===== Data for this exercise

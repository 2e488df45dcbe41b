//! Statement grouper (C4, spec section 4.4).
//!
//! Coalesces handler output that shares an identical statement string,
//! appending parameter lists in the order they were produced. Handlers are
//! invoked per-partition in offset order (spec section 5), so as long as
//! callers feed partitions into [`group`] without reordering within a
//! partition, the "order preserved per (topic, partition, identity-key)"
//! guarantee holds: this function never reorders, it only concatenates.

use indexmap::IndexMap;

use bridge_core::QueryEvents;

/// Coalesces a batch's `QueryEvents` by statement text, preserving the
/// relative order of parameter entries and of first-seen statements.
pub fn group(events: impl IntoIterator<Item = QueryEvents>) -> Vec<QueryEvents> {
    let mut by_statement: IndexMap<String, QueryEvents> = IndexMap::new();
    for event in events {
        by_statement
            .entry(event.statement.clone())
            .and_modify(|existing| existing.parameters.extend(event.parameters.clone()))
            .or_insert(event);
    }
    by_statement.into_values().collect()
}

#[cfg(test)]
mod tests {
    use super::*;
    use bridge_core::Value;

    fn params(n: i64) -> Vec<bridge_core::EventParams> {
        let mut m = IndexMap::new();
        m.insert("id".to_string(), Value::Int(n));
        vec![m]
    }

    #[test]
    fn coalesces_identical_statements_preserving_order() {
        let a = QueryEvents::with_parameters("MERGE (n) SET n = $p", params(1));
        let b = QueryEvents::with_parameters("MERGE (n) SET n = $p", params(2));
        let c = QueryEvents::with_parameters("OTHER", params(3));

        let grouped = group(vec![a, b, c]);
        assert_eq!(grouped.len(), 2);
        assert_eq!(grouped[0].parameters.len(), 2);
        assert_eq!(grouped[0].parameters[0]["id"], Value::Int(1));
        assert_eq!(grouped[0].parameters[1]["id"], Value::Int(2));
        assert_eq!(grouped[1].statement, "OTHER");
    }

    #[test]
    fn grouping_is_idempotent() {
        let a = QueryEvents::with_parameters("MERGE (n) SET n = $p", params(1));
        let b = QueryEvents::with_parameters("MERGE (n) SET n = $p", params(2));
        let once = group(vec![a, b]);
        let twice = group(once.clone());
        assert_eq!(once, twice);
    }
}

==========
===== Data for this exercise

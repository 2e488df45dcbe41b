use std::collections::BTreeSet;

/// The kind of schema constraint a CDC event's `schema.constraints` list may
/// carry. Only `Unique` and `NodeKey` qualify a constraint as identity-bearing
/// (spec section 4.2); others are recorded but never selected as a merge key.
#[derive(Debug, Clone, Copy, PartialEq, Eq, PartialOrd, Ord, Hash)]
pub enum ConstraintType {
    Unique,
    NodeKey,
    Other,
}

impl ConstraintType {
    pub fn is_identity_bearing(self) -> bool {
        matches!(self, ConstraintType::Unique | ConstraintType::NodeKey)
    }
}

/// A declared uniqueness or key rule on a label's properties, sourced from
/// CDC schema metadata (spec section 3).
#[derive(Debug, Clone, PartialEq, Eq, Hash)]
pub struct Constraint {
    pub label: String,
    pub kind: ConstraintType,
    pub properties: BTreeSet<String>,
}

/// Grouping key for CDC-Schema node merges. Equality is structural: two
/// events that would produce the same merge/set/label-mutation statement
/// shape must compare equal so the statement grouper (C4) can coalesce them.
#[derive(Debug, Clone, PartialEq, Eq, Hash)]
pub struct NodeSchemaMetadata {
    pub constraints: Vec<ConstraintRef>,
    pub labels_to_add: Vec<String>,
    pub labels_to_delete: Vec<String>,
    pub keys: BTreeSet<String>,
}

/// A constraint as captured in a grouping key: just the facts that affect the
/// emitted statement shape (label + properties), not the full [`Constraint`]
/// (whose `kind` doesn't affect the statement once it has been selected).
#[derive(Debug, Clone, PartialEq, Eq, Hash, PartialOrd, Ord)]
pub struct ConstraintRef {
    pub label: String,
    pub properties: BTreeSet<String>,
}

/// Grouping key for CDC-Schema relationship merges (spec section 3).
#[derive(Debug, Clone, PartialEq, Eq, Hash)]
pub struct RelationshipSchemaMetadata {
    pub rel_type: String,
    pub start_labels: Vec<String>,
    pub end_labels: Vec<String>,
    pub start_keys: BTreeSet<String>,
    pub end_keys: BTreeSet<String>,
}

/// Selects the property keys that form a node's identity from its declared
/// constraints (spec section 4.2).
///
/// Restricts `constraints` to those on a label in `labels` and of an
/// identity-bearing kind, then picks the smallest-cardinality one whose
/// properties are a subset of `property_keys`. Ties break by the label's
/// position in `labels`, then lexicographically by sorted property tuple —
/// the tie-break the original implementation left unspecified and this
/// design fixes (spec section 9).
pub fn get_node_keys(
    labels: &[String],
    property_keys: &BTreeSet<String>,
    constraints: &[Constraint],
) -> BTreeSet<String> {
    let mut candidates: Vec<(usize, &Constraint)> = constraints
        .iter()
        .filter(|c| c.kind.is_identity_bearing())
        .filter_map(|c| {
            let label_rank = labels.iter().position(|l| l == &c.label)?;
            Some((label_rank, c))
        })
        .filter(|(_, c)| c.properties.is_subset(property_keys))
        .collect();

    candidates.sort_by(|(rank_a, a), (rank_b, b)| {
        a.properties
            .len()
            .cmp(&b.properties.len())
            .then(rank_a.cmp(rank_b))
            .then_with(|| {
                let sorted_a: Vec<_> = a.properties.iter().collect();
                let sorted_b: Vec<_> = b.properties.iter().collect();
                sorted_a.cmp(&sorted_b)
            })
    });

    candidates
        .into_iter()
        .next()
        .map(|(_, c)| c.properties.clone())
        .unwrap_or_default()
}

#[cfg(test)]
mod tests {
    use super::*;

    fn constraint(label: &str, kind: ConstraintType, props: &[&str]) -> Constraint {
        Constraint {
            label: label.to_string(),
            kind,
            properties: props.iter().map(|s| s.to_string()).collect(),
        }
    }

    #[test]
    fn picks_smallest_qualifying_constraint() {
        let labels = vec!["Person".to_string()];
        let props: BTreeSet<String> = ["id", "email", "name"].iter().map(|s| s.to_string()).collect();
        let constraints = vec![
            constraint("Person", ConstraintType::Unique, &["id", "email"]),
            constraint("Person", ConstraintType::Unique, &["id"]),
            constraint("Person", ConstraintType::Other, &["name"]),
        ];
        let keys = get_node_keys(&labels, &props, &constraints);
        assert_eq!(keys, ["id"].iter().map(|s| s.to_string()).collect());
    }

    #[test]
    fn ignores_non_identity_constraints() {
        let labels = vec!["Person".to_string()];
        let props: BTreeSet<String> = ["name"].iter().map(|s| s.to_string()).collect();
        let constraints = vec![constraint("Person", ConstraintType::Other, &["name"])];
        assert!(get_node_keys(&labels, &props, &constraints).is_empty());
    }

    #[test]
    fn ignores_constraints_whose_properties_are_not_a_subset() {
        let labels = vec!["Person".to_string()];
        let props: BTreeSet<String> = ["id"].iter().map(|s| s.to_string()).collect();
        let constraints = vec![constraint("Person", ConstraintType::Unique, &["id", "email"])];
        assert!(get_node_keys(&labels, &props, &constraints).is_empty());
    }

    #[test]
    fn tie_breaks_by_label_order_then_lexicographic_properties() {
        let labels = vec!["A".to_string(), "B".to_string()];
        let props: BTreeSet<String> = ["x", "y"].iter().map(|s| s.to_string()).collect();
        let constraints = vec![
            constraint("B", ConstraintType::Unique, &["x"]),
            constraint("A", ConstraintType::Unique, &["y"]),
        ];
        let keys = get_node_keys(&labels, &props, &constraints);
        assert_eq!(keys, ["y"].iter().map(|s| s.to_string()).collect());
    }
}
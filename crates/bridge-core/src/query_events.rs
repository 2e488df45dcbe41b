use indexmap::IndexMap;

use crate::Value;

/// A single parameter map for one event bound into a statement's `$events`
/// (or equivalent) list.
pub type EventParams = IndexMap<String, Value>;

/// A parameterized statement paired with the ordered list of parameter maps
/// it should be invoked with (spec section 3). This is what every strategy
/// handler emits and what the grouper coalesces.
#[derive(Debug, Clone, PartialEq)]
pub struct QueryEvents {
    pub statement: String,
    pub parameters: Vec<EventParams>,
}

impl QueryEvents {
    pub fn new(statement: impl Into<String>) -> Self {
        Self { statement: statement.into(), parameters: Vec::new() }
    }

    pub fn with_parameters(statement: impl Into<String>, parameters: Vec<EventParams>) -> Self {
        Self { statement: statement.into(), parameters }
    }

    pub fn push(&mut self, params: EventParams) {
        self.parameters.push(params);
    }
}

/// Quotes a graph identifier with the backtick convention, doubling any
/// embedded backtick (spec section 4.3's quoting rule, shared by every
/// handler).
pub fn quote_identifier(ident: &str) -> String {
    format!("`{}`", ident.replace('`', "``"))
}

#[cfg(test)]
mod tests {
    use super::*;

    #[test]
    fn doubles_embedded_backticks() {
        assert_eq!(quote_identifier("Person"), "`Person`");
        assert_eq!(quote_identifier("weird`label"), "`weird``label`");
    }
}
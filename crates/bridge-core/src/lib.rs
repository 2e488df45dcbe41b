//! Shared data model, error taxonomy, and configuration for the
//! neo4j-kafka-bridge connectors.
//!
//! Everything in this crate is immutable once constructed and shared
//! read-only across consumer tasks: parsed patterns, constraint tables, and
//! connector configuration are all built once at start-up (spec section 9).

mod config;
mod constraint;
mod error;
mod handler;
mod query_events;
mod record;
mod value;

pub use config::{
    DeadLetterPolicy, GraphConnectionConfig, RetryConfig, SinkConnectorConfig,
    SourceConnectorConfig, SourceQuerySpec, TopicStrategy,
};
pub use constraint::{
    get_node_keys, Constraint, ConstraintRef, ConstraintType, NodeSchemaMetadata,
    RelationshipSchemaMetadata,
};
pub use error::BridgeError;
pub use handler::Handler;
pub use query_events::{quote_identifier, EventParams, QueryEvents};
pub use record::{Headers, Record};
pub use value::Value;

==========

* [Exercise details]: Go line by line through the data above and report each one that holds the string "filename".

* [Output of the exercise]:
filename crates/bridge-core/src/query_events.rs
filename crates/bridge-core/src/lib.rs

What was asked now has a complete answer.